「獄中に7カ月」「出所後は“思想教育”」 亡命した香港民主化運動の女神・周庭(アグネス・チョウ)が明かした中国の人権侵害の実態
「警察署で“感謝の手紙”を書かされ…」
当局はさらなる条件を提示してきた。警察の同伴のもと、中国大陸に行き、愛国教育を受けることだ。
「香港の国安警察5人と運転手に連れられ、8月のある日、朝8時に香港から車で中国本土に移動し、深センを訪問しました。着くとまず改革開放の展示所に向かわされた。中国経済の発展、共産党や政府の功績、偉大さを理解させるための展示です。トウ小平や習近平など中国の歴代リーダーがどんな発言をし、どんな政策を提案してきたのかなどが紹介されていました。その後は、『テンセント』の本社に連れていかれました」
同社は言わずと知れた、中国を代表するIT企業だ。
「中には展示場のような場所があり、テンセントのアプリや発明、技術によってどれだけの人が救われたかが説明されていました」
両行程の最中はガイドが付き、また、同行する運転手が見学する彼女の写真を撮り続けていたという。
香港に戻ったのは19時ごろ。
「警察署で“感謝の手紙”を書かされました。“深センへの旅をアレンジしてもらい、中国の偉大なる発展を知ることができたことに感謝しています”と。もちろん警察が言った内容をそのまま書いたものです」
亡命を決意した理由
こうして「思想教育」を経た彼女は、翌9月、カナダへと向かうことが認められた。パスポートが戻ってきたのは出発の前日だった。

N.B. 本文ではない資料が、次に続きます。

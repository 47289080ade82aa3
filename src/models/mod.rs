//! Resource handles and the collections that create them

mod container;
mod image;
mod network;
mod node;
mod resource;
mod service;
mod swarm;
mod volume;

pub use container::*;
pub use image::*;
pub use network::*;
pub use node::*;
pub use resource::*;
pub use service::*;
pub use swarm::*;
pub use volume::*;
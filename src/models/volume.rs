//! Volume handle and collection; volumes are identified by name

use std::sync::Arc;

use serde_json::Value;

use super::resource::Resource;
use crate::api::{ApiClient, CreateVolumeOptions, Identifier};
use crate::types::Filters;
use crate::Result;

#[derive(Debug, Clone, PartialEq)]
pub struct Volume {
    resource: Resource,
}

impl Volume {
    pub(crate) fn new(client: Arc<ApiClient>, attrs: Value) -> Self {
        Self {
            resource: Resource::new(client, attrs, "Name"),
        }
    }

    pub fn id(&self) -> &str {
        self.resource.id()
    }

    pub fn name(&self) -> &str {
        self.resource.id()
    }

    pub fn attrs(&self) -> &Value {
        self.resource.attrs()
    }

    pub fn remove(&self) -> Result<()> {
        self.resource.client().remove_volume(self)
    }

    pub fn reload(&mut self) -> Result<()> {
        let attrs = self.resource.client().inspect_volume(self)?;
        self.resource.replace(attrs);
        Ok(())
    }
}

impl Identifier for Volume {
    fn identifier(&self) -> Option<String> {
        Some(self.name().to_string())
    }
}

#[derive(Clone)]
pub struct VolumeCollection {
    client: Arc<ApiClient>,
}

impl VolumeCollection {
    pub(crate) fn new(client: Arc<ApiClient>) -> Self {
        Self { client }
    }

    pub fn create(&self, options: &CreateVolumeOptions) -> Result<Volume> {
        let attrs = self.client.create_volume(options)?;
        Ok(Volume::new(self.client.clone(), attrs))
    }

    pub fn get(&self, name: &(impl Identifier + ?Sized)) -> Result<Volume> {
        let attrs = self.client.inspect_volume(name)?;
        Ok(Volume::new(self.client.clone(), attrs))
    }

    /// The daemon reports `"Volumes": null` when there are none
    pub fn list(&self, filters: Option<&Filters>) -> Result<Vec<Volume>> {
        let response = self.client.volumes(filters)?;
        let volumes = match response.get("Volumes") {
            Some(Value::Array(volumes)) => volumes.clone(),
            _ => Vec::new(),
        };
        Ok(volumes
            .into_iter()
            .map(|attrs| Volume::new(self.client.clone(), attrs))
            .collect())
    }
}

#[cfg(test)]
mod tests {
    use super::*;
    use crate::config::ClientConfig;
    use crate::transport::{MockTransport, Response};
    use http::StatusCode;
    use serde_json::json;

    #[test]
    fn test_list_tolerates_null() {
        let mut transport = MockTransport::new();
        transport
            .expect_send()
            .returning(|_| Ok(Response::json(StatusCode::OK, &json!({"Volumes": null, "Warnings": null}))));
        let api = ApiClient::with_transport(Arc::new(transport), &ClientConfig::default()).unwrap();
        let volumes = VolumeCollection::new(Arc::new(api)).list(None).unwrap();
        assert!(volumes.is_empty());
    }

    #[test]
    fn test_identity_is_name() {
        let api = ApiClient::with_transport(Arc::new(MockTransport::new()), &ClientConfig::default()).unwrap();
        let volume = Volume::new(Arc::new(api), json!({"Name": "pgdata", "Driver": "local"}));
        assert_eq!(volume.id(), "pgdata");
        assert_eq!(volume.identifier().as_deref(), Some("pgdata"));
    }
}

「もっとも恐ろしかったのは深センへの旅が決まってからのひと月でした。中国で拘束されたらどうしようとさまざまな状況を想像しました。もし何かあっても家族も友人も弁護士も、誰も助けに来られない。自分の最期の時になるかもしれないとの覚悟を決めた1カ月でした。私は中国の経済発展を否定するつもりはありません。しかし、懺悔書の提出や愛国教育をパスポート返還の交換条件にする。そんな国はいくら経済が強いとはいえ、弱く、脆い国だといえないでしょうか」
カナダに居を移した後も、大学院の夏休みやクリスマス休暇の際には香港に帰国し、出頭することを求められた。そのため、彼女は12月28日に出頭する予定を組み、既にチケットも購入していたという。しかし、
「11月に帰国しないことを決めました。香港に帰るともうカナダに戻れなくなる恐れもありますし、戻れるにしても、情報を提供せよとか、また中国本土に行けとか、さまざまな要求を出してくる可能性もある。しかしもう、そうしたことを強いられるのに心が耐えられないのです。私はただ自由に生きたいと思った」
かくして彼女は亡命を決意し、世界に発信したのである。